### REQUIREMENT:
Taking the data below line by line, count those that include the word "Fast" and report the number alone.

(Stored data)
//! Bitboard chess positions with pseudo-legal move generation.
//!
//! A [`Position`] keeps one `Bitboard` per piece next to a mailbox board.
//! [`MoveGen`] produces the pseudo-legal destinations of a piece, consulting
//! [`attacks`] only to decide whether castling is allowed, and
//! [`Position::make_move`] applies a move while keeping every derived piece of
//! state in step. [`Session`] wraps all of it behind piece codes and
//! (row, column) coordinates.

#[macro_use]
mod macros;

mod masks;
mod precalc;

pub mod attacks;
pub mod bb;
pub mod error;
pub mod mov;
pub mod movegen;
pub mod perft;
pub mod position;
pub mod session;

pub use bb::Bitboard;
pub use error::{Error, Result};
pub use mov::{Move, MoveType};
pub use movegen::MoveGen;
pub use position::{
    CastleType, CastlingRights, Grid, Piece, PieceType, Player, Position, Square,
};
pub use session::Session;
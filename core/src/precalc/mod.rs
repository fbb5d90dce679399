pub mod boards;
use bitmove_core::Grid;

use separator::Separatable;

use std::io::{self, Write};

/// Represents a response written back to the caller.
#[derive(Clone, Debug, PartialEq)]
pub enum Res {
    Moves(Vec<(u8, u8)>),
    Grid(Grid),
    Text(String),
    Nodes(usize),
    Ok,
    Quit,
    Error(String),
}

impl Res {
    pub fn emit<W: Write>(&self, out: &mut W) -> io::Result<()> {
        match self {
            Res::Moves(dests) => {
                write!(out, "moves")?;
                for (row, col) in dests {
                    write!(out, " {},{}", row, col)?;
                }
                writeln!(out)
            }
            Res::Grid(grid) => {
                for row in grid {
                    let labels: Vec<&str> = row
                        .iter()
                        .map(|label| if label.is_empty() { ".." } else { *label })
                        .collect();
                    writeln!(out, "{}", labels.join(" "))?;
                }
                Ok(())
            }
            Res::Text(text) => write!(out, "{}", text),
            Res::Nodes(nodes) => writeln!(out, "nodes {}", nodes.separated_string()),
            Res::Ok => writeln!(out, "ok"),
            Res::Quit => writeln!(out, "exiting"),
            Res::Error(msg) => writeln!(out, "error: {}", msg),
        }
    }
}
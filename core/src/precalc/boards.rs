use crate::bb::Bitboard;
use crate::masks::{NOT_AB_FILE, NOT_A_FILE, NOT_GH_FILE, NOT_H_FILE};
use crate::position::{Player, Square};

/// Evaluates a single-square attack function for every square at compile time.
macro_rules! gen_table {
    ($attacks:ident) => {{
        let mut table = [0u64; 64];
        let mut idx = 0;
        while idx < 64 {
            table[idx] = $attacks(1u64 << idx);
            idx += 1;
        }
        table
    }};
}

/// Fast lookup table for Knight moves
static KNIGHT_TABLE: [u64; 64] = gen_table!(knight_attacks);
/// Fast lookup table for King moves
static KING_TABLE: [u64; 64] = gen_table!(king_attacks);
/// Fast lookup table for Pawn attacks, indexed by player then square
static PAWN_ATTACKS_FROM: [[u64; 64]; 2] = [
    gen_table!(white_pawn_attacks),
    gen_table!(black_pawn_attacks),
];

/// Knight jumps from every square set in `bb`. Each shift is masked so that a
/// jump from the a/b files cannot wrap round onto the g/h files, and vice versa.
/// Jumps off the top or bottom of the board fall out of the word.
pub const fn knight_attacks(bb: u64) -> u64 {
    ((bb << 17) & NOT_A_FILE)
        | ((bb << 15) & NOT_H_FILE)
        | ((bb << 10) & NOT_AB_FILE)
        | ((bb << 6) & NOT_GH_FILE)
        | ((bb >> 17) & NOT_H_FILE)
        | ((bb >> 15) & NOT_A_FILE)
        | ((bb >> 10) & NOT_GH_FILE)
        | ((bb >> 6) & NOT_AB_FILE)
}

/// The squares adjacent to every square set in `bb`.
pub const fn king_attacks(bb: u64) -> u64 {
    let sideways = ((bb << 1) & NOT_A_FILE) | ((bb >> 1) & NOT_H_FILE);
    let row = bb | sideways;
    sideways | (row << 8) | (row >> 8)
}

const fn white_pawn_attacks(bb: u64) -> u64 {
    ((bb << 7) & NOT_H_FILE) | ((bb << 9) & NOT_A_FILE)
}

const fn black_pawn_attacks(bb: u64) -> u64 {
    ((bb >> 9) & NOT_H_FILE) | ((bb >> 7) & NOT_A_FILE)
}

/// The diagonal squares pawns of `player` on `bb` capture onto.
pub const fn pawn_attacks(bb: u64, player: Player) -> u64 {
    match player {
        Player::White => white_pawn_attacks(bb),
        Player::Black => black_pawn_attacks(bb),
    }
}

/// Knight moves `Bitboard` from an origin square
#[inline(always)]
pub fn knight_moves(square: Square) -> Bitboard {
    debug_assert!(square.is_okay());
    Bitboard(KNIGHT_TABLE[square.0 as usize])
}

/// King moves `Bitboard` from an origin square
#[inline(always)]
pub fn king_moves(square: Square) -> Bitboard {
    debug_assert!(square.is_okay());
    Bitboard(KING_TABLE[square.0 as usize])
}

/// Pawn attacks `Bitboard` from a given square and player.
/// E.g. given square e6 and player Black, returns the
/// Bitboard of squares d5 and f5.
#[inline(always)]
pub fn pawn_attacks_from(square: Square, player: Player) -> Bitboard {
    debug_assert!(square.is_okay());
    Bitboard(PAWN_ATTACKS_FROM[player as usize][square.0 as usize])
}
==
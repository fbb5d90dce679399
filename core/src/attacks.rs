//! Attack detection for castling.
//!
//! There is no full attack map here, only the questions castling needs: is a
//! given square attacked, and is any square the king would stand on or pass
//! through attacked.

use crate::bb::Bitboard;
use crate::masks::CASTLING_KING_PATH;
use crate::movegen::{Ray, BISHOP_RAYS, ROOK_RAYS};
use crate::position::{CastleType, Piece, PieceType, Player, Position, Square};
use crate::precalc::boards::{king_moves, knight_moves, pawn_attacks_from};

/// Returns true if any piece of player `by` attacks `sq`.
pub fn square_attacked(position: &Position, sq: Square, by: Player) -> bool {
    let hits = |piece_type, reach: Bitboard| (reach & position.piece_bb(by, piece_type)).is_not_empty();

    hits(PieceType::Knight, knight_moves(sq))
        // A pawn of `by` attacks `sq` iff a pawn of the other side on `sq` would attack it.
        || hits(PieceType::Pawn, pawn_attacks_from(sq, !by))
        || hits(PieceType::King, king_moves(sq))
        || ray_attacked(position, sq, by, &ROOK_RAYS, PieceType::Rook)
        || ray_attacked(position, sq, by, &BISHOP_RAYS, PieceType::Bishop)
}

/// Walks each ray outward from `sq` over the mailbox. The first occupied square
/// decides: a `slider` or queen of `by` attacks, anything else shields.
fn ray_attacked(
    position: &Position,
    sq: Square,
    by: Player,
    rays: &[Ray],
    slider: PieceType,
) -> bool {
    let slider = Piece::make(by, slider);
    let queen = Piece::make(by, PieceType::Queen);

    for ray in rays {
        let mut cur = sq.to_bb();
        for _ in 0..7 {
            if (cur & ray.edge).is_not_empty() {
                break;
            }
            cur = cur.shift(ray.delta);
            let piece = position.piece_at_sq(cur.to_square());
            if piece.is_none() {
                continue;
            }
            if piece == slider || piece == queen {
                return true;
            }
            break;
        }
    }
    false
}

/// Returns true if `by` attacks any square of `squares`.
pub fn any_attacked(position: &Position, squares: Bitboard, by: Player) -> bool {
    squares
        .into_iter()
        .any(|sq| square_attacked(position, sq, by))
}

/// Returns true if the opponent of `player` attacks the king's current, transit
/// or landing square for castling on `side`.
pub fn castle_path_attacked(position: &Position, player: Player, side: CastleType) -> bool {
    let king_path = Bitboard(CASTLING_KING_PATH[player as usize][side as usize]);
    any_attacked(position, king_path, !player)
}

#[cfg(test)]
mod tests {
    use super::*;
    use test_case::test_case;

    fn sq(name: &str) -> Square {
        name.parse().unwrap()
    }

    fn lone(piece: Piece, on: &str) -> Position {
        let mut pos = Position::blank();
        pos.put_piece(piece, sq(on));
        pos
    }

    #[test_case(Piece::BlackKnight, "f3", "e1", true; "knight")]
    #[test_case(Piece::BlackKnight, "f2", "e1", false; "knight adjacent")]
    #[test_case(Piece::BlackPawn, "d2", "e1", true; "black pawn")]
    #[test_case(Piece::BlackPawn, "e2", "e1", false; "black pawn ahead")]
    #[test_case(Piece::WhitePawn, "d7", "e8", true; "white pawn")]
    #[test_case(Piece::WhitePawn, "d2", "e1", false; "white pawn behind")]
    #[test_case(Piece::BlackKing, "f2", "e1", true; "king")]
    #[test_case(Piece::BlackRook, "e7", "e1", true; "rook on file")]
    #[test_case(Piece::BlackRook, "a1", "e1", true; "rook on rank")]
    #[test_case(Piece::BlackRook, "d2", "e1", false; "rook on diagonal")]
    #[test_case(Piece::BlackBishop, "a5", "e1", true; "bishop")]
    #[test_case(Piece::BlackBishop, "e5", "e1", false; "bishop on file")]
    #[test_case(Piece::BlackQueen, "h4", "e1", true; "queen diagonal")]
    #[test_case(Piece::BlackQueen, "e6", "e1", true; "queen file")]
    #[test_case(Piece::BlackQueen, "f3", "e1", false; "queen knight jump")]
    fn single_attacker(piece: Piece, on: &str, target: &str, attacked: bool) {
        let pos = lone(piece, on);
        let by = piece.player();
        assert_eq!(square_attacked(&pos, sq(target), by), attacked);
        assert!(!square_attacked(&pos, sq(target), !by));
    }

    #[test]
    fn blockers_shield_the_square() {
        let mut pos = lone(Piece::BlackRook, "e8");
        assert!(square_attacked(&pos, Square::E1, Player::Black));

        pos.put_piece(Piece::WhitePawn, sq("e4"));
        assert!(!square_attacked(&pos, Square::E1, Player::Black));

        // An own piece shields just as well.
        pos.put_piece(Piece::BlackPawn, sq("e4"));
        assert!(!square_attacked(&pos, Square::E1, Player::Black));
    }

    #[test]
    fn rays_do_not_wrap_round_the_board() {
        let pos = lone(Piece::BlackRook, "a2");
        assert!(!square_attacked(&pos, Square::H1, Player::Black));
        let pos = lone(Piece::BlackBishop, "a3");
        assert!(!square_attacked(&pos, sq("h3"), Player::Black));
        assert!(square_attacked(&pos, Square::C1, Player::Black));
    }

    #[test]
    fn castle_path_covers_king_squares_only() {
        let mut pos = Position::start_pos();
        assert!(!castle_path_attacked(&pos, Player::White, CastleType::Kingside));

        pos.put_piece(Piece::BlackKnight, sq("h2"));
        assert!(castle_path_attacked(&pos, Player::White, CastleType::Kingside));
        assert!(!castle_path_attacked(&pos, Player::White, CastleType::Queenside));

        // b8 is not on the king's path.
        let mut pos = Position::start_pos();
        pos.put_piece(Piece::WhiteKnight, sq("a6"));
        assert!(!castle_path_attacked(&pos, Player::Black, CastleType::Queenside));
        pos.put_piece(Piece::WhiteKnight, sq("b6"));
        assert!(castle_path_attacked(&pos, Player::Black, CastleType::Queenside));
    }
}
==
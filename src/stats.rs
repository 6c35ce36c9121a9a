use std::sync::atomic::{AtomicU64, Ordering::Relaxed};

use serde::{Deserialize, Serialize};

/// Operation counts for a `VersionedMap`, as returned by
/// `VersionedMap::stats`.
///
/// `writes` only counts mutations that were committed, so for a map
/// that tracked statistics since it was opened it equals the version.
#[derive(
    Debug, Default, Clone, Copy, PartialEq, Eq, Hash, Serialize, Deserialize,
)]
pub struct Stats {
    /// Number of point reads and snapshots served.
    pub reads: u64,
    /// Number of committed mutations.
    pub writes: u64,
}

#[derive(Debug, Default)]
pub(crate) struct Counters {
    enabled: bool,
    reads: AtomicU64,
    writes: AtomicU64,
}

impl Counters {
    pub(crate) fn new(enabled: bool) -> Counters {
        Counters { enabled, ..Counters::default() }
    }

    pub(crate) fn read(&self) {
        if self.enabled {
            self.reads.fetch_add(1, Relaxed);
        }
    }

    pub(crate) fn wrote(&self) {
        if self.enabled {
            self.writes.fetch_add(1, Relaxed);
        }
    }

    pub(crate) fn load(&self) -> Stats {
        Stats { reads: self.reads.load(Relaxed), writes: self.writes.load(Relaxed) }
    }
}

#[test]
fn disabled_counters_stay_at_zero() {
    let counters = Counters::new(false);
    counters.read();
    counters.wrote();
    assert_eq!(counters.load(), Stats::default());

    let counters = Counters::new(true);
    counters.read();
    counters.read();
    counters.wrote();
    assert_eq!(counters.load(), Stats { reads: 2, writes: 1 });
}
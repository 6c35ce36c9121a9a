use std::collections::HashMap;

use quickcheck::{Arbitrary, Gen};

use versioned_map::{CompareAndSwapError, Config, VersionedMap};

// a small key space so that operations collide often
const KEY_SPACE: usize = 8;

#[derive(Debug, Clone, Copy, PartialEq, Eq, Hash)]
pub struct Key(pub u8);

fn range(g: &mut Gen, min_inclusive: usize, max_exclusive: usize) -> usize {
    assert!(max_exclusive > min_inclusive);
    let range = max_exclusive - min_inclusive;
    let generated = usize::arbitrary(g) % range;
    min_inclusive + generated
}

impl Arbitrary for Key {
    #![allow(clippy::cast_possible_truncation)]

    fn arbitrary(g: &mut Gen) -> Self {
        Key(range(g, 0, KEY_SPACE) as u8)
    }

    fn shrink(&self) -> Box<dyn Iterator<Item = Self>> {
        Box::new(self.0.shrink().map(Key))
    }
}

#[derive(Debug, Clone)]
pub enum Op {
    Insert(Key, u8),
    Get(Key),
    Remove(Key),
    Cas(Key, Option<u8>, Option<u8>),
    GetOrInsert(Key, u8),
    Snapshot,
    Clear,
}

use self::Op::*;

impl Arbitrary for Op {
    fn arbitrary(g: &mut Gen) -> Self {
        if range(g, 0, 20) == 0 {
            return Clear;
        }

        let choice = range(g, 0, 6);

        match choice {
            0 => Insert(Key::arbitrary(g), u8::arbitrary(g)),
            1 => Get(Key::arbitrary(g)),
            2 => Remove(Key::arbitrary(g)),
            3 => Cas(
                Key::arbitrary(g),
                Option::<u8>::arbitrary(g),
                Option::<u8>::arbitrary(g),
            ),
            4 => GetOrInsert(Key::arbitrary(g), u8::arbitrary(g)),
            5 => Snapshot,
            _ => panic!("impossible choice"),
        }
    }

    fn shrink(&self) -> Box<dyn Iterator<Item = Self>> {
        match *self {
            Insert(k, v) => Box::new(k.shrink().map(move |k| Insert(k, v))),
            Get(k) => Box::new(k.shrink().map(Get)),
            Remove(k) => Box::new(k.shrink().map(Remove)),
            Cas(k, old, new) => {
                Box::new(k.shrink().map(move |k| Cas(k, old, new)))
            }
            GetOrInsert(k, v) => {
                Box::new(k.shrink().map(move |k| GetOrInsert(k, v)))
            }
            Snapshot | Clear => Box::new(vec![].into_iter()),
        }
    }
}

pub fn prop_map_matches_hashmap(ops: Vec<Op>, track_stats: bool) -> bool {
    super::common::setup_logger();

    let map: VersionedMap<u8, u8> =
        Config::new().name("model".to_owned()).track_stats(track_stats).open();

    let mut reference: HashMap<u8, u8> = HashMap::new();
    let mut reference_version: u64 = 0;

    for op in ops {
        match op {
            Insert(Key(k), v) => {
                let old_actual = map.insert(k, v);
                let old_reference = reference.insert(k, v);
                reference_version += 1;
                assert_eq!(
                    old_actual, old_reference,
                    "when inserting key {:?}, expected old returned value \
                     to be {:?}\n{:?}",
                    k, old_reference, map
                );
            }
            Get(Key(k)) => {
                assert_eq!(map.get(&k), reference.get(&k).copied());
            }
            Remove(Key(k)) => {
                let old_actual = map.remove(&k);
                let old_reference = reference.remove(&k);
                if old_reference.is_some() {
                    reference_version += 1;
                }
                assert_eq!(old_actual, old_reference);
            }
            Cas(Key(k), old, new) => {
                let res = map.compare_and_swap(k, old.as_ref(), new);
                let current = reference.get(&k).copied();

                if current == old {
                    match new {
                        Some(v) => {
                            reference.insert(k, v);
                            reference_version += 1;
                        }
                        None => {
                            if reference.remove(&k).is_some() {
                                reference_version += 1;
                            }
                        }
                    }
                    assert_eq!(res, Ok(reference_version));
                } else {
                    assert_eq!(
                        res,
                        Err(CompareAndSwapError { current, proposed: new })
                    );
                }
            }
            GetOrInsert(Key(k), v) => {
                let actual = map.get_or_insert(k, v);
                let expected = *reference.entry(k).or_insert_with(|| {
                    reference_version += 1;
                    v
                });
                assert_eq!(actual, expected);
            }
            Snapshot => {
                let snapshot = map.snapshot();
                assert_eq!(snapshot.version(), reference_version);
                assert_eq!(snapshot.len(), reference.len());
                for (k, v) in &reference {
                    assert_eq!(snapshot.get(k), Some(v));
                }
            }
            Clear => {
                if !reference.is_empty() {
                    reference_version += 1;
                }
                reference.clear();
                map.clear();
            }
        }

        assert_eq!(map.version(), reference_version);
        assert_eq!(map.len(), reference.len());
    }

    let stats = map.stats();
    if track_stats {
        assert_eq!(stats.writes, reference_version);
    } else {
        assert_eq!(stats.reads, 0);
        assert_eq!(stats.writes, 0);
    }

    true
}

### COMPLETED TASK:
3